Cooperative Intelligent Transport Systems (C-ITS) have emerged as a key enabler of more efficient, safer, and environmentally sustainable road traffic by allowing vehicles and infrastructure to exchange information and coordinate behavior. To evaluate their benefits, impact assessment studies are essential. However, most existing studies focus on individual C-ITS services in isolation, overlooking how combined deployments influence outcomes. This study addresses this gap by presenting the first systematic evaluation of individual and joint deployments of Cooperative Adaptive Cruise Control (CACC) and Green Light Optimal Speed Advisory (GLOSA) under diverse conditions. A dual-model simulation framework is applied, combining controlled artificial networks with calibrated real-world corridors in Upper Austria. This allows both statistical testing and validation of plausibility in real-world contexts. Key performance indicators include travel time and CO 2 emissions, evaluated across varying lane configurations, numbers of traffic lights, demand levels, and equipment rates. The results demonstrate that C-ITS effectiveness is strongly context-dependent: while CACC generally provides larger efficiency gains, GLOSA yields consistent emission reductions, and the combined deployment offers conditional synergies but may also diminish benefits at high demand.
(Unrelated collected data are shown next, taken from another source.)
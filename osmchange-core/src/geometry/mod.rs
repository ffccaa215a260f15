//! Canonical geometry representation accepted by the changeset builder.
//!
//! Callers hand the builder anything implementing [`IntoGeometry`]: the
//! [`Geometry`] sum type itself, a raw `{type, coordinates}` record
//! ([`GeometryRecord`] or a `serde_json::Value`), a GeoJSON geometry, or a
//! `geo` primitive. Every input is normalised into [`Geometry`] before any
//! entity is registered.
//!
//! Coordinates are WGS84 with `x = longitude` and `y = latitude`.

use std::fmt;
use std::str::FromStr;

use geo::Coord;

mod convert;
mod error;
mod record;

pub use error::InvalidGeometry;
pub use record::GeometryRecord;

/// An ordered sequence of coordinates forming a line or ring.
pub type Ring = Vec<Coord<f64>>;

/// A polygon as its rings: the exterior first, then any interiors.
pub type PolygonRings = Vec<Ring>;

/// Geometry type tags understood by the builder.
#[derive(Debug, Clone, Copy, PartialEq, Eq, Hash)]
pub enum GeometryKind {
    /// A single position.
    Point,
    /// An open sequence of positions.
    LineString,
    /// A closed sequence of positions.
    LinearRing,
    /// One exterior ring with optional holes.
    Polygon,
    /// A collection of polygons.
    MultiPolygon,
}

impl GeometryKind {
    /// The canonical type string, as found in a record's `type` member.
    #[must_use]
    pub const fn as_str(self) -> &'static str {
        match self {
            Self::Point => "Point",
            Self::LineString => "LineString",
            Self::LinearRing => "LinearRing",
            Self::Polygon => "Polygon",
            Self::MultiPolygon => "MultiPolygon",
        }
    }
}

impl fmt::Display for GeometryKind {
    fn fmt(&self, f: &mut fmt::Formatter<'_>) -> fmt::Result {
        f.write_str(self.as_str())
    }
}

impl FromStr for GeometryKind {
    type Err = InvalidGeometry;

    fn from_str(value: &str) -> Result<Self, Self::Err> {
        match value {
            "Point" => Ok(Self::Point),
            "LineString" => Ok(Self::LineString),
            "LinearRing" => Ok(Self::LinearRing),
            "Polygon" => Ok(Self::Polygon),
            "MultiPolygon" => Ok(Self::MultiPolygon),
            other => Err(InvalidGeometry::UnknownType(other.to_owned())),
        }
    }
}

/// A normalised geometry carrying its coordinate payload.
///
/// # Examples
///
/// ```
/// use geo::Coord;
/// use osmchange_core::{Geometry, GeometryKind};
///
/// let line = Geometry::LineString(vec![
///     Coord { x: 13.40, y: 52.52 },
///     Coord { x: 13.41, y: 52.53 },
/// ]);
/// assert_eq!(line.kind(), GeometryKind::LineString);
/// ```
#[derive(Debug, Clone, PartialEq)]
pub enum Geometry {
    /// A single position.
    Point(Coord<f64>),
    /// An open line.
    LineString(Ring),
    /// A closed ring. Closure is not checked.
    LinearRing(Ring),
    /// Exterior ring followed by interior rings.
    Polygon(PolygonRings),
    /// Polygons in input order.
    MultiPolygon(Vec<PolygonRings>),
}

impl Geometry {
    /// The type tag of this geometry.
    #[must_use]
    pub const fn kind(&self) -> GeometryKind {
        match self {
            Self::Point(_) => GeometryKind::Point,
            Self::LineString(_) => GeometryKind::LineString,
            Self::LinearRing(_) => GeometryKind::LinearRing,
            Self::Polygon(_) => GeometryKind::Polygon,
            Self::MultiPolygon(_) => GeometryKind::MultiPolygon,
        }
    }
}

/// Conversion into the canonical [`Geometry`] representation.
///
/// This is the seam through which heterogeneous inputs reach the builder.
/// Implement it for your own geometry types to pass them straight to
/// [`OsmChange`](crate::OsmChange).
///
/// # Examples
///
/// ```
/// use osmchange_core::{Geometry, GeometryKind, IntoGeometry};
/// use serde_json::json;
///
/// let point = json!({"type": "Point", "coordinates": [13.4, 52.5]}).into_geometry()?;
/// assert_eq!(point.kind(), GeometryKind::Point);
/// # Ok::<(), osmchange_core::InvalidGeometry>(())
/// ```
pub trait IntoGeometry {
    /// Normalise `self`, failing when the input is not a usable geometry.
    fn into_geometry(self) -> Result<Geometry, InvalidGeometry>;
}

impl IntoGeometry for Geometry {
    fn into_geometry(self) -> Result<Geometry, InvalidGeometry> {
        Ok(self)
    }
}

impl IntoGeometry for &Geometry {
    fn into_geometry(self) -> Result<Geometry, InvalidGeometry> {
        Ok(self.clone())
    }
}

#[cfg(test)]
mod tests {
    use super::*;
    use rstest::rstest;

    #[rstest]
    #[case("Point", GeometryKind::Point)]
    #[case("LineString", GeometryKind::LineString)]
    #[case("LinearRing", GeometryKind::LinearRing)]
    #[case("Polygon", GeometryKind::Polygon)]
    #[case("MultiPolygon", GeometryKind::MultiPolygon)]
    fn kind_round_trips_through_its_name(#[case] name: &str, #[case] kind: GeometryKind) {
        assert_eq!(name.parse::<GeometryKind>(), Ok(kind));
        assert_eq!(kind.to_string(), name);
    }

    #[rstest]
    #[case("point")]
    #[case("MultiPoint")]
    #[case("")]
    fn unknown_names_are_rejected(#[case] name: &str) {
        let err = name.parse::<GeometryKind>().expect_err("name should be rejected");
        assert_eq!(err, InvalidGeometry::UnknownType(name.to_owned()));
    }
}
The study contributes a guideline for selecting service configurations based on site conditions, thereby providing practical recommendations for future C-ITS rollouts.

Suggested Citation

  • Manuel Walch & Matthias Neubauer, 2025. "Integrated Evaluation of C-ITS Services: Synergistic Effects of GLOSA and CACC on Traffic Efficiency and Sustainability," Sustainability, MDPI, vol. 17(19), pages 1-35, October.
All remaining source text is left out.